◆ **INPUT DATA**:

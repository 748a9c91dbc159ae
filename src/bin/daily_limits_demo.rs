use chrono::Duration;
use daily_limits::{
    config::Config,
    core::{Clock, SystemClock},
    currency::format_amount,
    errors::CalculatorError,
    init,
    ledger::{format_date, CaloriesCalculator, CashCalculator, LimitTracker, Record},
};

fn main() {
    init();

    if let Err(err) = run(&Config::default()) {
        eprintln!("Error: {err}");
        std::process::exit(1);
    }
}

fn run(config: &Config) -> Result<(), CalculatorError> {
    let yesterday = format_date(SystemClock.today() - Duration::days(1));

    let mut cash = CashCalculator::new(config.cash_limit).with_rates(config.rates.clone());
    cash.add_record(Record::new(100.0, "Lunch"));
    cash.add_record(Record::dated(150.0, "Gift", yesterday.as_str()));

    println!("{}", format_amount(cash.get_today_stats()));
    println!("{}", format_amount(cash.get_week_stats()?));
    print_cash(&cash, config)?;

    cash.add_record(Record::new(900.0, "Taxi"));
    print_cash(&cash, config)?;

    cash.add_record(Record::new(5000.0, "New phone"));
    print_cash(&cash, config)?;

    println!("{}", "-".repeat(50));

    let mut calories = CaloriesCalculator::new(config.calories_limit);
    calories.add_record(Record::new(100.0, "Lunch"));
    calories.add_record(Record::dated(150.0, "Fast food", yesterday.as_str()));

    println!("{}", format_amount(calories.get_today_stats()));
    println!("{}", format_amount(calories.get_week_stats()?));
    println!("{}", calories.get_calories_remained());

    calories.add_record(Record::new(900.0, "Cake"));
    println!("{}", calories.get_calories_remained());

    Ok(())
}

fn print_cash(cash: &CashCalculator, config: &Config) -> Result<(), CalculatorError> {
    for currency in &config.currencies {
        println!("{}", cash.get_today_cash_remained(currency)?);
    }
    Ok(())
}
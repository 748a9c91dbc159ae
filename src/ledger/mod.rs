//! Dated records and the calculators that aggregate them.

pub mod calculator;
pub mod calories;
pub mod cash;
pub mod record;

pub use calculator::{Calculator, LimitTracker, WEEK_DAYS};
pub use calories::{CaloriesCalculator, NO_CALORIES_RESPONSE};
pub use cash::{CashCalculator, NO_MONEY_RESPONSE};
pub use record::{format_date, Record, DATE_FORMAT};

◆ **TASK OBJECTIVE**:
Print the listing above in its entirety, with every line exact.

◆ **SOLVED EXERCISE**:
repository 748a9c91dbc159ae
filename src/bin/daily_limits_demo.rs
use chrono::Duration;
use daily_limits::{
    config::Config,
    core::{Clock, SystemClock},
    currency::format_amount,
    errors::CalculatorError,
    init,
    ledger::{format_date, CaloriesCalculator, CashCalculator, LimitTracker, Record},
};

fn main() {
    init();

    if let Err(err) = run(&Config::default()) {
        eprintln!("Error: {err}");
        std::process::exit(1);
    }
}

fn run(config: &Config) -> Result<(), CalculatorError> {
    let yesterday = format_date(SystemClock.today() - Duration::days(1));

    let mut cash = CashCalculator::new(config.cash_limit).with_rates(config.rates.clone());
    cash.add_record(Record::new(100.0, "Lunch"));
    cash.add_record(Record::dated(150.0, "Gift", yesterday.as_str()));

    println!("{}", format_amount(cash.get_today_stats()));
    println!("{}", format_amount(cash.get_week_stats()?));
    print_cash(&cash, config)?;

    cash.add_record(Record::new(900.0, "Taxi"));
    print_cash(&cash, config)?;

    cash.add_record(Record::new(5000.0, "New phone"));
    print_cash(&cash, config)?;

    println!("{}", "-".repeat(50));

    let mut calories = CaloriesCalculator::new(config.calories_limit);
    calories.add_record(Record::new(100.0, "Lunch"));
    calories.add_record(Record::dated(150.0, "Fast food", yesterday.as_str()));

    println!("{}", format_amount(calories.get_today_stats()));
    println!("{}", format_amount(calories.get_week_stats()?));
    println!("{}", calories.get_calories_remained());

    calories.add_record(Record::new(900.0, "Cake"));
    println!("{}", calories.get_calories_remained());

    Ok(())
}

fn print_cash(cash: &CashCalculator, config: &Config) -> Result<(), CalculatorError> {
    for currency in &config.currencies {
        println!("{}", cash.get_today_cash_remained(currency)?);
    }
    Ok(())
}
repository 748a9c91dbc159ae
filename src/ledger/mod.rs
//! Dated records and the calculators that aggregate them.

pub mod calculator;
pub mod calories;
pub mod cash;
pub mod record;

pub use calculator::{Calculator, LimitTracker, WEEK_DAYS};
pub use calories::{CaloriesCalculator, NO_CALORIES_RESPONSE};
pub use cash::{CashCalculator, NO_MONEY_RESPONSE};
pub use record::{format_date, Record, DATE_FORMAT};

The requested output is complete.